--- START ---

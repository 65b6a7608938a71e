//! Advisor client
//!
//! HTTP client for an OpenAI-compatible chat API. It supplies two things:
//! sentiment analysis of the startup description and a short list of
//! improvement suggestions. Both calls absorb every failure into a fixed
//! fallback, so the API never blocks a prediction.

use std::time::Duration;

use serde::{Deserialize, Serialize};
use thiserror::Error;

use crate::config::Config;
use crate::models::{Sentiment, SentimentAnalysis};

const SENTIMENT_SYSTEM_PROMPT: &str = "You are a sentiment analysis expert. \
    Analyze the sentiment of startup descriptions. Provide a sentiment \
    classification (Positive, Neutral, or Negative) and a confidence score \
    between 0 and 1. Respond with JSON in this format: \
    { \"sentiment\": string, \"score\": number }";

const SUGGESTIONS_SYSTEM_PROMPT: &str =
    "You are a startup business consultant providing actionable advice.";

const FALLBACK_IMPROVEMENTS: [&str; 4] = [
    "Focus on customer acquisition and retention strategies to build a sustainable user base",
    "Optimize your product-market fit through continuous user feedback and iteration",
    "Build strategic partnerships to accelerate growth and expand market reach",
    "Develop scalable business processes to support rapid growth efficiently",
];

/// Suggestions returned when the advisor is unreachable or misbehaves
pub fn fallback_improvements() -> Vec<String> {
    FALLBACK_IMPROVEMENTS.iter().map(|s| s.to_string()).collect()
}

/// Advisor client errors. These never cross the HTTP boundary; every
/// public method converts them into a fallback value.
#[derive(Debug, Error)]
pub enum AdvisorError {
    #[error("no API key configured")]
    NotConfigured,
    #[error("request failed: {0}")]
    Http(#[from] reqwest::Error),
    #[error("advisor returned status {0}")]
    BadStatus(u16),
    #[error("advisor returned no choices")]
    EmptyCompletion,
    #[error("malformed advisor payload: {0}")]
    Malformed(#[from] serde_json::Error),
}

/// Inputs for the improvement-suggestions prompt
pub struct SuggestionContext<'a> {
    pub startup_name: &'a str,
    pub team_size: i32,
    pub funding_amount: f64,
    pub market_category: &'a str,
    pub description: &'a str,
    pub success_probability: f64,
    pub sentiment: Sentiment,
}

/// Chat API client
pub struct AdvisorClient {
    http_client: reqwest::Client,
    base_url: String,
    api_key: Option<String>,
    model: String,
}

// Wire types for the chat completions endpoint

#[derive(Serialize)]
struct ChatRequest<'a> {
    model: &'a str,
    messages: Vec<ChatMessage<'a>>,
    response_format: ResponseFormat,
}

#[derive(Serialize)]
struct ChatMessage<'a> {
    role: &'static str,
    content: &'a str,
}

#[derive(Serialize)]
struct ResponseFormat {
    #[serde(rename = "type")]
    format: &'static str,
}

#[derive(Deserialize)]
struct ChatResponse {
    choices: Vec<ChatChoice>,
}

#[derive(Deserialize)]
struct ChatChoice {
    message: AssistantMessage,
}

#[derive(Deserialize)]
struct AssistantMessage {
    content: String,
}

#[derive(Deserialize)]
struct SentimentPayload {
    sentiment: Option<String>,
    score: Option<f64>,
}

#[derive(Deserialize)]
struct SuggestionsPayload {
    #[serde(default)]
    suggestions: Vec<String>,
}

impl AdvisorClient {
    /// Create a new advisor client from configuration
    pub fn new(config: &Config) -> Self {
        let http_client = reqwest::Client::builder()
            .timeout(Duration::from_secs(config.openai_timeout_seconds))
            .build()
            .expect("Failed to create HTTP client");

        Self {
            http_client,
            base_url: config.openai_base_url.clone(),
            api_key: config.openai_api_key.clone(),
            model: config.openai_model.clone(),
        }
    }

    /// Analyze the sentiment of a startup description.
    /// Falls back to Neutral / 0.5 on any failure.
    pub async fn analyze_sentiment(&self, description: &str) -> SentimentAnalysis {
        match self.request_sentiment(description).await {
            Ok(analysis) => analysis,
            Err(e) => {
                tracing::warn!("Sentiment analysis failed, using fallback: {}", e);
                SentimentAnalysis::default()
            }
        }
    }

    async fn request_sentiment(&self, description: &str) -> Result<SentimentAnalysis, AdvisorError> {
        let content = self.chat(SENTIMENT_SYSTEM_PROMPT, description).await?;
        let payload: SentimentPayload = serde_json::from_str(&content)?;

        Ok(SentimentAnalysis {
            sentiment: payload
                .sentiment
                .as_deref()
                .map(Sentiment::from_label)
                .unwrap_or(Sentiment::Neutral),
            score: payload.score.unwrap_or(0.5).clamp(0.0, 1.0),
        })
    }

    /// Generate 4-6 actionable improvement suggestions.
    /// Falls back to a fixed list on any failure.
    pub async fn improvement_suggestions(&self, ctx: &SuggestionContext<'_>) -> Vec<String> {
        match self.request_suggestions(ctx).await {
            Ok(suggestions) if !suggestions.is_empty() => suggestions,
            Ok(_) => fallback_improvements(),
            Err(e) => {
                tracing::warn!("Improvement suggestions failed, using fallback: {}", e);
                fallback_improvements()
            }
        }
    }

    async fn request_suggestions(
        &self,
        ctx: &SuggestionContext<'_>,
    ) -> Result<Vec<String>, AdvisorError> {
        let prompt = format!(
            "You are a startup consultant AI. Based on the following startup data, \
             provide 4-6 specific, actionable improvement suggestions to increase \
             their success probability. Be concise and practical.\n\n\
             Startup: {}\n\
             Team Size: {}\n\
             Funding: ${:.2}M\n\
             Market Category: {}\n\
             Current Success Probability: {}%\n\
             Description Sentiment: {}\n\
             Description: {}\n\n\
             Respond with JSON in this format: {{ \"suggestions\": [\"suggestion 1\", \"suggestion 2\", ...] }}",
            ctx.startup_name,
            ctx.team_size,
            ctx.funding_amount / 1_000_000.0,
            ctx.market_category,
            ctx.success_probability.round(),
            ctx.sentiment.as_str(),
            ctx.description,
        );

        let content = self.chat(SUGGESTIONS_SYSTEM_PROMPT, &prompt).await?;
        let payload: SuggestionsPayload = serde_json::from_str(&content)?;
        Ok(payload.suggestions)
    }

    /// Single JSON-mode chat round trip, returning the assistant content
    async fn chat(&self, system: &str, user: &str) -> Result<String, AdvisorError> {
        let api_key = self.api_key.as_ref().ok_or(AdvisorError::NotConfigured)?;
        let url = format!("{}/chat/completions", self.base_url);

        let request = ChatRequest {
            model: &self.model,
            messages: vec![
                ChatMessage {
                    role: "system",
                    content: system,
                },
                ChatMessage {
                    role: "user",
                    content: user,
                },
            ],
            response_format: ResponseFormat {
                format: "json_object",
            },
        };

        let response = self
            .http_client
            .post(&url)
            .bearer_auth(api_key)
            .json(&request)
            .send()
            .await?;

        if !response.status().is_success() {
            return Err(AdvisorError::BadStatus(response.status().as_u16()));
        }

        let completion: ChatResponse = response.json().await?;
        completion
            .choices
            .into_iter()
            .next()
            .map(|c| c.message.content)
            .ok_or(AdvisorError::EmptyCompletion)
    }
}

#[cfg(test)]
mod tests {
    use super::*;

    fn keyless_client() -> AdvisorClient {
        let config = Config {
            port: 0,
            openai_api_key: None,
            openai_base_url: "https://api.openai.com/v1".to_string(),
            openai_model: "gpt-4o-mini".to_string(),
            openai_timeout_seconds: 1,
            environment: "test".to_string(),
        };
        AdvisorClient::new(&config)
    }

    #[tokio::test]
    async fn test_keyless_sentiment_falls_back() {
        let client = keyless_client();
        let analysis = client.analyze_sentiment("A promising startup").await;
        assert_eq!(analysis.sentiment, Sentiment::Neutral);
        assert_eq!(analysis.score, 0.5);
    }

    #[tokio::test]
    async fn test_keyless_suggestions_fall_back() {
        let client = keyless_client();
        let ctx = SuggestionContext {
            startup_name: "Acme",
            team_size: 5,
            funding_amount: 100_000.0,
            market_category: "SaaS",
            description: "A SaaS product",
            success_probability: 40.0,
            sentiment: Sentiment::Neutral,
        };
        let suggestions = client.improvement_suggestions(&ctx).await;
        assert_eq!(suggestions, fallback_improvements());
    }

    #[test]
    fn test_sentiment_payload_clamps_score() {
        let payload: SentimentPayload =
            serde_json::from_str(r#"{"sentiment": "Positive", "score": 1.7}"#).unwrap();
        let score = payload.score.unwrap_or(0.5).clamp(0.0, 1.0);
        assert_eq!(score, 1.0);
    }
}
//! Data models

pub mod prediction;

pub use prediction::*;
//! Prediction model

use chrono::{DateTime, Datelike, Utc};
use serde::{Deserialize, Serialize};
use uuid::Uuid;
use validator::{Validate, ValidationError};

/// Incoming prediction request. Validated before anything else touches it;
/// the scoring engine assumes in-range inputs.
#[derive(Debug, Clone, Deserialize, Validate)]
#[serde(rename_all = "camelCase")]
pub struct CreatePredictionRequest {
    #[validate(length(min = 1, message = "Startup name is required"))]
    pub startup_name: String,

    #[validate(custom(function = validate_founded_year))]
    pub founded_year: i32,

    #[validate(range(min = 1, max = 10000))]
    pub team_size: i32,

    #[validate(length(min = 1, message = "Market category is required"))]
    pub market_category: String,

    #[validate(length(min = 1, message = "Location is required"))]
    pub location: String,

    #[validate(range(min = 0.0))]
    pub funding_amount: f64,

    #[validate(length(min = 10, message = "Description must be at least 10 characters"))]
    pub description: String,
}

// The upper bound depends on the wall clock, so it cannot be a plain range rule.
fn validate_founded_year(year: i32) -> Result<(), ValidationError> {
    let current_year = Utc::now().year();
    if !(1900..=current_year).contains(&year) {
        let mut err = ValidationError::new("founded_year");
        err.message = Some("Founded year must be between 1900 and the current year".into());
        return Err(err);
    }
    Ok(())
}

/// Sentiment classification returned by the advisor
#[derive(Debug, Clone, Copy, PartialEq, Eq, Serialize, Deserialize)]
pub enum Sentiment {
    Positive,
    Neutral,
    Negative,
}

impl Sentiment {
    /// Map a provider label to a variant. Anything unrecognized is Neutral.
    pub fn from_label(label: &str) -> Self {
        match label {
            "Positive" => Sentiment::Positive,
            "Negative" => Sentiment::Negative,
            _ => Sentiment::Neutral,
        }
    }

    pub fn as_str(&self) -> &'static str {
        match self {
            Sentiment::Positive => "Positive",
            Sentiment::Neutral => "Neutral",
            Sentiment::Negative => "Negative",
        }
    }
}

/// Sentiment analysis of a startup description
#[derive(Debug, Clone, Copy)]
pub struct SentimentAnalysis {
    pub sentiment: Sentiment,
    /// Confidence in [0, 1]
    pub score: f64,
}

impl Default for SentimentAnalysis {
    fn default() -> Self {
        Self {
            sentiment: Sentiment::Neutral,
            score: 0.5,
        }
    }
}

/// Relative weight of one input attribute, for display only
#[derive(Debug, Clone, Serialize)]
#[serde(rename_all = "camelCase")]
pub struct FeatureImportance {
    pub feature: &'static str,
    pub display_name: &'static str,
    pub importance: f64,
}

/// Fields of a prediction record before the store assigns id and timestamp
#[derive(Debug, Clone)]
pub struct NewPrediction {
    pub startup_name: String,
    pub founded_year: i32,
    pub team_size: i32,
    pub market_category: String,
    pub location: String,
    pub funding_amount: f64,
    pub description: String,
    pub success_probability: f64,
    pub sentiment: Sentiment,
    pub sentiment_score: f64,
    pub feature_importance: Vec<FeatureImportance>,
    pub improvements: Vec<String>,
}

/// Stored prediction record, returned to clients as-is
#[derive(Debug, Clone, Serialize)]
#[serde(rename_all = "camelCase")]
pub struct Prediction {
    pub id: Uuid,
    pub startup_name: String,
    pub founded_year: i32,
    pub team_size: i32,
    pub market_category: String,
    pub location: String,
    pub funding_amount: f64,
    pub description: String,
    pub success_probability: f64,
    pub sentiment: Sentiment,
    pub sentiment_score: f64,
    pub feature_importance: Vec<FeatureImportance>,
    pub improvements: Vec<String>,
    pub created_at: DateTime<Utc>,
}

--- END ---

**Your assignment:**
Return every line of the material in which the word "choices" is found.

**Response to the task:**
    #[error("advisor returned no choices")]
    choices: Vec<ChatChoice>,
            .choices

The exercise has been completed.